The fix has been pushed to the 2.5.0 code line and to trunk (revisions 6194 and 6195 respectively) To get the update, you'll want to get a nightly build (with revisions >= the above numbers) for either 2.5.0 or trunk, which you can on our download page: http://www.terracotta.org/confluence/display/orgsite/Download These issues were resolved: http://jira.terracotta.org/jira/browse/CDV-499 http://jira.terracotta.org/jira/browse/CDV-500 http://jira.terracotta.org/jira/browse/CDV-501

Re:Session Timeout

teck — GMT

With those issues fixed, I think you should be able to get everything working without touching tc.properties at all. You should be able to specify -1 in web.xml for to get infinite idle timeout for sessions. One thing that was definitely confusing here was that when a negative value was specified for session idle timeout, the terracotta code was instead using a a timeout value of 1 second! Good riddance to that bug.

Re:Session Timeout

spido — GMT

THANK YOU VERY MUCH!!!

Re:Session Timeout

teck — GMT

Sure thing, hope it fixes your issue(s) So this is maybe obvious, but with an infinite session timeout, your app needs to be responsible for invalidating sessions itself if you want to reclaim the resources associated with them. I don't know enough about your application and the volume of session creation involved, but it really must be considered in my opinion. Using Terracotta sessions will mitigate/mask this problem somewhat since unused sessions will be flushed from memory as needed, but allowing session state to grow unbounded will eventually cause disk shortages and/or distributed garbage collection issues on the terracotta server.

Re:Session Timeout

spido — GMT

There is a mechanism that invalidates sessions. That is why session timeout = -1 The nature of the application is such that a session might stay alive for whole years. To be honest with you this part of application code is not in my responsibility. And I must respect the requirements possed by the other developers.

allowing session state to grow unbounded will eventually cause disk shortages and/or distributed garbage collection issues on the terracotta server.

that's for sure... I must check this.. Thanx for the hints. PS: Btw made a reply http://forums.terracotta.org/forums/posts/list/0/237.page#3234 asking for a tool that can list all the classes used in an application. Do you happen to know one?

Re:Session Timeout

teck — GMT

I'll comment on the question about a "tool for list classes used by an application" on the other thread. Thanks for the info about how sessions are used in your application.

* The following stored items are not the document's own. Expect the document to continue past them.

pub mod repositories;
pub mod services;
pub mod value_objects;
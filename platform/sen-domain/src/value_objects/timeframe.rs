use serde::{Deserialize, Serialize};

/// Chart periods offered by the terminal. Labels follow the MT5 convention.
#[derive(Debug, Clone, Copy, PartialEq, Eq, Hash, Serialize, Deserialize)]
pub enum Timeframe {
    M1,
    M5,
    M15,
    M30,
    H1,
    H4,
    D1,
}

impl Timeframe {
    pub const ALL: [Timeframe; 7] = [
        Timeframe::M1,
        Timeframe::M5,
        Timeframe::M15,
        Timeframe::M30,
        Timeframe::H1,
        Timeframe::H4,
        Timeframe::D1,
    ];

    pub fn parse(value: &str) -> Result<Self, String> {
        let normalized = value.trim().to_uppercase();
        let timeframe = match normalized.as_str() {
            "M1" | "1M" | "1MIN" => Timeframe::M1,
            "M5" | "5M" | "5MIN" => Timeframe::M5,
            "M15" | "15M" | "15MIN" => Timeframe::M15,
            "M30" | "30M" | "30MIN" => Timeframe::M30,
            "H1" | "1H" | "1HOUR" => Timeframe::H1,
            "H4" | "4H" | "4HOUR" => Timeframe::H4,
            "D1" | "1D" | "1DAY" => Timeframe::D1,
            _ => return Err(format!("unsupported timeframe: {value}")),
        };
        Ok(timeframe)
    }

    pub fn label(self) -> &'static str {
        match self {
            Timeframe::M1 => "M1",
            Timeframe::M5 => "M5",
            Timeframe::M15 => "M15",
            Timeframe::M30 => "M30",
            Timeframe::H1 => "H1",
            Timeframe::H4 => "H4",
            Timeframe::D1 => "D1",
        }
    }

    pub fn next(self) -> Self {
        let idx = self.index();
        Self::ALL[(idx + 1) % Self::ALL.len()]
    }

    pub fn prev(self) -> Self {
        let idx = self.index();
        Self::ALL[(idx + Self::ALL.len() - 1) % Self::ALL.len()]
    }

    fn index(self) -> usize {
        Self::ALL
            .iter()
            .position(|tf| *tf == self)
            .unwrap_or_default()
    }
}

impl std::fmt::Display for Timeframe {
    fn fmt(&self, f: &mut std::fmt::Formatter<'_>) -> std::fmt::Result {
        f.write_str(self.label())
    }
}
pub mod sample_data;
use clap::Parser;
use sen_application::views::ViewKind;
use sen_terminal::bootstrap::{load_startup_config, resolve_config_path};
use sen_terminal::headless::HeadlessArgs;
use sen_terminal::{logging, TuiOpts};
use std::net::SocketAddr;
use std::path::PathBuf;
use std::sync::Arc;

#[derive(Parser, Debug)]
#[command(name = "sen-terminal")]
#[command(about = "SEN Trading System dashboard (TUI) + headless snapshot runner.", version)]
struct Cli {
    /// Config file path (TOML). If omitted, uses env SEN_CONFIG, then built-in defaults.
    #[arg(long)]
    config: Option<PathBuf>,

    /// Screen shown at startup: main | strategy | settings
    #[arg(long, default_value = "main", value_parser = ViewKind::parse)]
    screen: ViewKind,

    /// Seed for the sample profit history.
    #[arg(long)]
    seed: Option<u64>,

    /// Run without TUI, print a JSON snapshot of the dashboard and exit.
    #[arg(long)]
    headless: bool,

    /// Refresh intervals to simulate before the snapshot (headless only).
    #[arg(long, default_value_t = 3)]
    cycles: u32,
}

fn main() {
    let cli = Cli::parse();

    let log_store = Arc::new(parking_lot::Mutex::new(logging::LogStore::new(
        logging::DEFAULT_MAX_LINES,
    )));
    let tracing_result = if cli.headless {
        init_tracing_stderr()
    } else {
        init_tracing(log_store.clone())
    };
    if let Err(err) = tracing_result {
        eprintln!("error: {err}");
        std::process::exit(1);
    }
    if let Err(err) = init_metrics() {
        eprintln!("error: {err}");
        std::process::exit(1);
    }

    let config_path = resolve_config_path(cli.config);
    let config = match load_startup_config(config_path.as_deref()) {
        Ok(config) => config,
        Err(err) => {
            eprintln!("error: {err}");
            std::process::exit(1);
        }
    };

    if cli.headless {
        let result = sen_terminal::headless::run_headless(HeadlessArgs {
            config,
            seed: cli.seed,
            cycles: cli.cycles,
        });
        match result {
            Ok(json) => {
                println!(
                    "{}",
                    serde_json::to_string(&json)
                        .unwrap_or_else(|_| "{\"status\":\"error\",\"error\":\"json\"}".to_string())
                );
                std::process::exit(0);
            }
            Err(err) => {
                eprintln!("error: {err}");
                std::process::exit(1);
            }
        }
    }

    let opts = TuiOpts {
        config,
        initial_screen: cli.screen,
        seed: cli.seed,
        log_store,
    };

    if let Err(err) = sen_terminal::run(opts) {
        eprintln!("error: {err}");
        std::process::exit(1);
    }
}

fn log_filter() -> Result<tracing_subscriber::EnvFilter, String> {
    let filter = std::env::var("SEN_LOG").unwrap_or_else(|_| "info".to_string());
    tracing_subscriber::EnvFilter::try_new(filter)
        .map_err(|err| format!("invalid log filter: {err}"))
}

fn init_tracing(log_store: logging::SharedLogStore) -> Result<(), String> {
    tracing_subscriber::fmt()
        .with_env_filter(log_filter()?)
        .with_writer(logging::LogMakeWriter::new(log_store))
        .with_ansi(false)
        .init();
    Ok(())
}

fn init_tracing_stderr() -> Result<(), String> {
    tracing_subscriber::fmt()
        .with_env_filter(log_filter()?)
        .with_writer(std::io::stderr)
        .init();
    Ok(())
}

#[cfg(feature = "prometheus")]
fn init_metrics() -> Result<Option<SocketAddr>, String> {
    use metrics_exporter_prometheus::PrometheusBuilder;

    let Some(raw) = std::env::var("SEN_METRICS_ADDR").ok() else {
        return Ok(None);
    };
    if raw.trim().is_empty() {
        return Ok(None);
    }

    let addr: SocketAddr = raw
        .parse()
        .map_err(|err| format!("invalid SEN_METRICS_ADDR (expected host:port): {err}"))?;

    PrometheusBuilder::new()
        .with_http_listener(addr)
        .install()
        .map_err(|err| format!("failed to install prometheus exporter: {err}"))?;

    tracing::info!(metrics_addr = %addr, "prometheus metrics exporter enabled");
    Ok(Some(addr))
}

#[cfg(not(feature = "prometheus"))]
fn init_metrics() -> Result<Option<SocketAddr>, String> {
    Ok(None)
}
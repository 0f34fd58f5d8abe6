use crate::data::SharedTradingData;
use crate::settings::SessionSettings;
use crate::timers::{Scheduler, TimerHandle};
use crate::views::{View, ViewKind, ViewLifecycle};
use sen_domain::services::profit::{summarize, weekday_label, ProfitSummary};
use sen_domain::value_objects::account::Account;
use sen_domain::value_objects::profit_data::ProfitData;
use sen_domain::value_objects::strategy::Strategy;
use sen_domain::value_objects::trade::Trade;
use std::time::Duration;

const MIN_REFRESH_INTERVAL: Duration = Duration::from_millis(1);
const ACCOUNT_ID: &str = "ABCDEFGHI";

#[derive(Debug, Clone, PartialEq)]
pub struct StatCards {
    pub balance: f64,
    pub equity: f64,
    pub max_trades: u32,
    pub max_loss_percent: f64,
}

#[derive(Debug, Clone, PartialEq)]
pub struct ProfitBar {
    pub label: &'static str,
    pub profit: f64,
}

#[derive(Debug, Clone, PartialEq, Default)]
pub struct ProfitChart {
    pub bars: Vec<ProfitBar>,
    pub summary: ProfitSummary,
}

impl ProfitChart {
    fn update(&mut self, history: &[ProfitData]) {
        self.bars = history
            .iter()
            .map(|p| ProfitBar {
                label: weekday_label(&p.timestamp),
                profit: p.profit,
            })
            .collect();
        self.summary = summarize(history);
    }
}

#[derive(Debug, Clone, PartialEq)]
pub struct ControlPanel {
    pub drawdown: f64,
    pub open_positions: usize,
    /// START/STOP button state; presentation only, nothing is executed.
    pub running: bool,
    pub account_id: &'static str,
}

/// Widget state of a mounted dashboard, rebuilt from provider snapshots on
/// every refresh.
#[derive(Debug, Clone, PartialEq)]
pub struct MainWidgets {
    pub stats: StatCards,
    pub profit_chart: ProfitChart,
    pub strategies: Vec<Strategy>,
    pub positions: Vec<Trade>,
    pub control: ControlPanel,
    pub timeframe_label: &'static str,
}

impl MainWidgets {
    fn new(settings: &SessionSettings) -> Self {
        Self {
            stats: StatCards {
                balance: 0.0,
                equity: 0.0,
                max_trades: settings.max_trades,
                max_loss_percent: settings.max_loss_percent,
            },
            profit_chart: ProfitChart::default(),
            strategies: Vec::new(),
            positions: Vec::new(),
            control: ControlPanel {
                drawdown: 0.0,
                open_positions: 0,
                running: false,
                account_id: ACCOUNT_ID,
            },
            timeframe_label: settings.default_timeframe.label(),
        }
    }

    fn apply(
        &mut self,
        account: &Account,
        history: &[ProfitData],
        strategies: Vec<Strategy>,
        positions: Vec<Trade>,
    ) {
        self.stats.balance = account.balance;
        self.stats.equity = account.equity;
        self.control.drawdown = account.drawdown;
        self.profit_chart.update(history);
        self.strategies = strategies;
        self.control.open_positions = positions.len();
        self.positions = positions;
    }
}

/// Dashboard screen. Owns the refresh loop: one pull on mount, then one pull
/// per interval until unmounted.
pub struct MainView {
    lifecycle: ViewLifecycle,
    data: SharedTradingData,
    settings: SessionSettings,
    widgets: Option<MainWidgets>,
    pending_refresh: Option<TimerHandle>,
    refresh_count: u64,
}

impl MainView {
    pub fn new(data: SharedTradingData, settings: SessionSettings) -> Self {
        Self {
            lifecycle: ViewLifecycle::Unmounted,
            data,
            settings,
            widgets: None,
            pending_refresh: None,
            refresh_count: 0,
        }
    }

    pub fn widgets(&self) -> Option<&MainWidgets> {
        self.widgets.as_ref()
    }

    pub fn refresh_count(&self) -> u64 {
        self.refresh_count
    }

    pub fn pending_refresh(&self) -> Option<TimerHandle> {
        self.pending_refresh
    }

    pub fn refresh_interval(&self) -> Duration {
        self.settings.refresh_interval.max(MIN_REFRESH_INTERVAL)
    }

    /// Flips the START/STOP button. Returns the new running state.
    pub fn toggle_trading(&mut self) -> bool {
        let Some(widgets) = self.widgets.as_mut() else {
            return false;
        };
        widgets.control.running = !widgets.control.running;
        tracing::info!(running = widgets.control.running, "trading toggle pressed");
        widgets.control.running
    }

    fn refresh(&mut self) {
        let (account, history, strategies, positions) = {
            let data = self.data.lock();
            (
                data.account(),
                data.profit_history(),
                data.strategies(),
                data.open_trades(),
            )
        };
        if let Some(widgets) = self.widgets.as_mut() {
            widgets.apply(&account, &history, strategies, positions);
        }
        self.refresh_count += 1;
        metrics::counter!("sen.app.refresh.cycles_total").increment(1);
        tracing::debug!(cycle = self.refresh_count, "dashboard refreshed");
    }

    fn schedule_next(&mut self, scheduler: &mut dyn Scheduler) {
        self.pending_refresh = Some(scheduler.schedule_after(self.refresh_interval()));
    }
}

impl View for MainView {
    fn kind(&self) -> ViewKind {
        ViewKind::Main
    }

    fn lifecycle(&self) -> ViewLifecycle {
        self.lifecycle
    }

    fn mount(&mut self, scheduler: &mut dyn Scheduler) -> Result<(), String> {
        self.lifecycle.enter_mounted(ViewKind::Main)?;
        self.widgets = Some(MainWidgets::new(&self.settings));
        self.refresh();
        self.schedule_next(scheduler);
        Ok(())
    }

    fn unmount(&mut self, scheduler: &mut dyn Scheduler) -> Result<(), String> {
        self.lifecycle.enter_disposed(ViewKind::Main)?;
        if let Some(handle) = self.pending_refresh.take() {
            scheduler.cancel(handle);
        }
        self.widgets = None;
        Ok(())
    }

    fn on_timer(&mut self, scheduler: &mut dyn Scheduler, handle: TimerHandle) -> bool {
        if self.lifecycle != ViewLifecycle::Mounted || self.pending_refresh != Some(handle) {
            return false;
        }
        self.pending_refresh = None;
        self.refresh();
        self.schedule_next(scheduler);
        true
    }
}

There is another bug that might be relevant to your use of session: http://jira.terracotta.org/jira/browse/CDV-413 I could see bug biting you if there is code that tries to call invalidate() on a session from some sort of background thread (ie. not a thread servicing a servlet/jsp request) You might want to see who calls invalidate() -- if you have any questions, just let me know here.

Re:Session Timeout

spido — GMT

Thanx a lot for mentioning the other BUG. It is a serious candidate for problems... I'll check the existing code to see how the invalidation mechanism works.

Re:Session Timeout

teck — GMT

Good deal -- there is a pretty simple workaround for the bug, and it is scheduled to be fixed in our next release.